#### ACTIVITY:
Show every line of the data that includes the word "struct".

#### ENTRIES SUPPLIED:

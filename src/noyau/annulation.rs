// src/noyau/annulation.rs
//
// Annulation coopérative, à portée lexicale.
//
// Pas de drapeau global "please stop" : un jeton est installé pour la durée
// d'un point d'entrée d'évaluation (garde RAII, restaure le jeton précédent),
// et `point_annulation()` est sondé à chaque terme de série, pas de
// bissection et itération AGM. La détection remonte en `Erreur::Annule`
// proprement ; aucun résultat partiel n'est mis en cache.

use std::cell::RefCell;
use std::sync::atomic::{AtomicBool, Ordering};
use std::sync::Arc;

use super::erreur::{Erreur, Resultat};

/// Jeton partageable entre threads ; `annuler()` peut être appelé depuis
/// n'importe quel thread, la détection se fait côté calcul.
#[derive(Clone, Debug, Default)]
pub struct JetonAnnulation {
    drapeau: Arc<AtomicBool>,
}

impl JetonAnnulation {
    pub fn nouveau() -> Self {
        Self::default()
    }

    pub fn annuler(&self) {
        self.drapeau.store(true, Ordering::Relaxed);
    }

    pub fn est_annule(&self) -> bool {
        self.drapeau.load(Ordering::Relaxed)
    }
}

thread_local! {
    static JETON_COURANT: RefCell<Option<JetonAnnulation>> = const { RefCell::new(None) };
}

/// Installe `jeton` comme contexte d'annulation pour la durée de `f`.
/// Les portées s'imbriquent ; l'ancien jeton est restauré même si `f`
/// panique.
pub fn avec_jeton<T>(jeton: &JetonAnnulation, f: impl FnOnce() -> T) -> T {
    struct Garde(Option<JetonAnnulation>);
    impl Drop for Garde {
        fn drop(&mut self) {
            let precedent = self.0.take();
            JETON_COURANT.with(|j| *j.borrow_mut() = precedent);
        }
    }
    let precedent = JETON_COURANT.with(|j| j.borrow_mut().replace(jeton.clone()));
    let _garde = Garde(precedent);
    f()
}

/// Point de sondage : Err(Annule) si le jeton de la portée courante est levé.
/// Sans jeton installé, ne coûte qu'une lecture thread-locale.
pub fn point_annulation() -> Resultat<()> {
    let annule = JETON_COURANT.with(|j| j.borrow().as_ref().is_some_and(|t| t.est_annule()));
    if annule {
        Err(Erreur::Annule)
    } else {
        Ok(())
    }
}

#[cfg(test)]
mod tests {
    use super::*;

    #[test]
    fn sans_jeton_ne_bloque_pas() {
        assert!(point_annulation().is_ok());
    }

    #[test]
    fn jeton_leve_detecte_dans_la_portee() {
        let jeton = JetonAnnulation::nouveau();
        jeton.annuler();
        let r = avec_jeton(&jeton, point_annulation);
        assert_eq!(r, Err(Erreur::Annule));
        // hors de la portée, plus de jeton
        assert!(point_annulation().is_ok());
    }

    #[test]
    fn portees_imbriquees_restaurees() {
        let externe = JetonAnnulation::nouveau();
        let interne = JetonAnnulation::nouveau();
        interne.annuler();
        avec_jeton(&externe, || {
            assert!(point_annulation().is_ok());
            assert_eq!(avec_jeton(&interne, point_annulation), Err(Erreur::Annule));
            // le jeton externe (non levé) est restauré
            assert!(point_annulation().is_ok());
        });
    }
}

#### WRITTEN REPLY:
pub struct JetonAnnulation {
    struct Garde(Option<JetonAnnulation>);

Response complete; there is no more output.